Hanya Diam

Rumah itu, untukku, adalah tempat yang selalu terbuka untuk kita kapanpun kita pulang.

Tempat itu adalah orang-orang.

Orang-orang yang tidak peduli di manapun mereka berada, mereka mendengarkan kisah kita. Hanya diam dan mendengarkan. Orang-orang yang tahu kegagalan-kegagalan kita, tapi tidak pernah bertanya, mengungkit, dan membicarakan kegagalan-kegagalan itu. Yang ketika bertemu atau bicara dengan kita, berpura-pura seperti tidak ada apa-apa. Seolah tidak ada kisah kegagalan. Seolah semuanya baik-baik saja.

Mereka menyapa dengan senyum lebar, memanggil nama kita dengan hangat seperti biasa. Dengan suara-suara dan gaya-gaya mereka yang khas.

Tidak ada kata-kata seperti, “I heard that you…”

tidak juga kata-kata seperti, “I’m sorry that you…”

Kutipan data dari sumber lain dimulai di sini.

//! Draft form state for a profile that does not exist yet.
//!
//! The draft is never persisted. It holds the password only until it is split
//! into [`Credentials`] and a [`NewProfile`]; the profile half has no field
//! that could carry it.

use serde::Deserialize;
use skilltrade_core::{
  Credentials, Password, StorageError, ValidationError,
  media::ImageFile,
  profile::{Availability, ExperienceLevel, NewProfile, WorkMode},
};

/// Minimum password length enforced before anything is sent.
#[derive(Debug, Clone, Copy, PartialEq, Eq, Deserialize)]
pub struct PasswordPolicy {
  #[serde(default = "PasswordPolicy::default_min_length")]
  pub min_length: usize,
}

impl PasswordPolicy {
  fn default_min_length() -> usize { 6 }
}

impl Default for PasswordPolicy {
  fn default() -> Self { Self { min_length: Self::default_min_length() } }
}

/// Which of the two skill lists an edit applies to.
#[derive(Debug, Clone, Copy, PartialEq, Eq)]
pub enum SkillList {
  /// Skills the user can offer.
  Have,
  /// Skills the user wants to learn.
  Want,
}

/// In-progress values of the profile creation form.
#[derive(Debug, Clone, Default)]
pub struct ProfileDraft {
  pub name:             String,
  pub email:            String,
  pub password:         Password,
  pub bio:              String,
  pub location:         String,
  pub skills_i_have:    Vec<String>,
  pub skills_i_want:    Vec<String>,
  pub top_skills:       Vec<String>,
  pub experience_level: Option<ExperienceLevel>,
  pub availability:     Option<Availability>,
  pub preferred_work:   Option<WorkMode>,
  /// Selected locally, uploaded only on submission.
  pub picture:          Option<ImageFile>,
  /// Pending text of the "skill I have" input.
  pub skill_input:      String,
  /// Pending text of the "skill I want" input.
  pub wanted_skill_input: String,
}

impl ProfileDraft {
  pub fn skills(&self, list: SkillList) -> &[String] {
    match list {
      SkillList::Have => &self.skills_i_have,
      SkillList::Want => &self.skills_i_want,
    }
  }

  /// The pending input field that feeds `list`.
  pub fn input_mut(&mut self, list: SkillList) -> &mut String {
    match list {
      SkillList::Have => &mut self.skill_input,
      SkillList::Want => &mut self.wanted_skill_input,
    }
  }

  /// Append the trimmed pending input to `list` and clear the input.
  ///
  /// Blank input is ignored and left in place. Duplicates are kept.
  pub fn add_skill(&mut self, list: SkillList) -> bool {
    let skill = self.input_mut(list).trim().to_owned();
    if skill.is_empty() {
      return false;
    }
    self.input_mut(list).clear();
    self.skills_mut(list).push(skill);
    true
  }

  /// Remove every entry equal to `skill` from `list`. Returns how many were
  /// removed; the order of the rest is preserved.
  pub fn remove_skill(&mut self, list: SkillList, skill: &str) -> usize {
    let skills = self.skills_mut(list);
    let before = skills.len();
    skills.retain(|s| s != skill);
    before - skills.len()
  }

  /// Select a picture for upload. Only images are accepted.
  pub fn select_picture(&mut self, file: ImageFile) -> Result<(), StorageError> {
    if !file.is_image() {
      return Err(StorageError::UnsupportedType(file.content_type));
    }
    self.picture = Some(file);
    Ok(())
  }

  /// Check the required fields and the password policy.
  pub fn validate(&self, policy: &PasswordPolicy) -> Result<(), ValidationError> {
    if self.name.trim().is_empty() {
      return Err(ValidationError::MissingField("name"));
    }
    let email = self.email.trim();
    if email.is_empty() {
      return Err(ValidationError::MissingField("email"));
    }
    if self.password.is_empty() {
      return Err(ValidationError::MissingField("password"));
    }
    if !is_plausible_email(email) {
      return Err(ValidationError::InvalidEmail(email.to_owned()));
    }
    if self.password.len() < policy.min_length {
      return Err(ValidationError::PasswordTooShort { min: policy.min_length });
    }
    Ok(())
  }

  /// Split into what goes to registration, what goes to profile creation, and
  /// the picture waiting for upload.
  pub fn into_parts(self) -> (Credentials, NewProfile, Option<ImageFile>) {
    let email = self.email.trim().to_owned();
    let credentials = Credentials {
      email:    email.clone(),
      password: self.password,
    };
    let fields = NewProfile {
      name: self.name.trim().to_owned(),
      email,
      bio: non_blank(self.bio),
      location: non_blank(self.location),
      profile_picture: None,
      skills_i_have: self.skills_i_have,
      skills_i_want: self.skills_i_want,
      top_skills: self.top_skills,
      experience_level: self.experience_level,
      availability: self.availability,
      preferred_work: self.preferred_work,
    };
    (credentials, fields, self.picture)
  }

  fn skills_mut(&mut self, list: SkillList) -> &mut Vec<String> {
    match list {
      SkillList::Have => &mut self.skills_i_have,
      SkillList::Want => &mut self.skills_i_want,
    }
  }
}

fn non_blank(value: String) -> Option<String> {
  let trimmed = value.trim();
  (!trimmed.is_empty()).then(|| trimmed.to_owned())
}

/// `local@domain` with both halves non-empty.
fn is_plausible_email(email: &str) -> bool {
  email
    .split_once('@')
    .is_some_and(|(local, domain)| !local.is_empty() && !domain.is_empty())
}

tidak juga kata-kata, “It is okay…”

tidak sedikitpun.

Yang ada hanya pesan berisi foto pohon mangga di pekarangan rumahku dan pesan singkat: “Mangganya sudah menunggu kamu pulang ooiiiy…”.

atau, “Idul Adha pulang?”

atau, “Waah, ada Nana. Harus makan siang enak nih, kita.”

Hanya itu.

Karena tidak menanyakan apa-apa

Karena tidak menyinggung apapun.

Terima kasih.

 

p.s.: catatan siang bolong karena kangen rumah.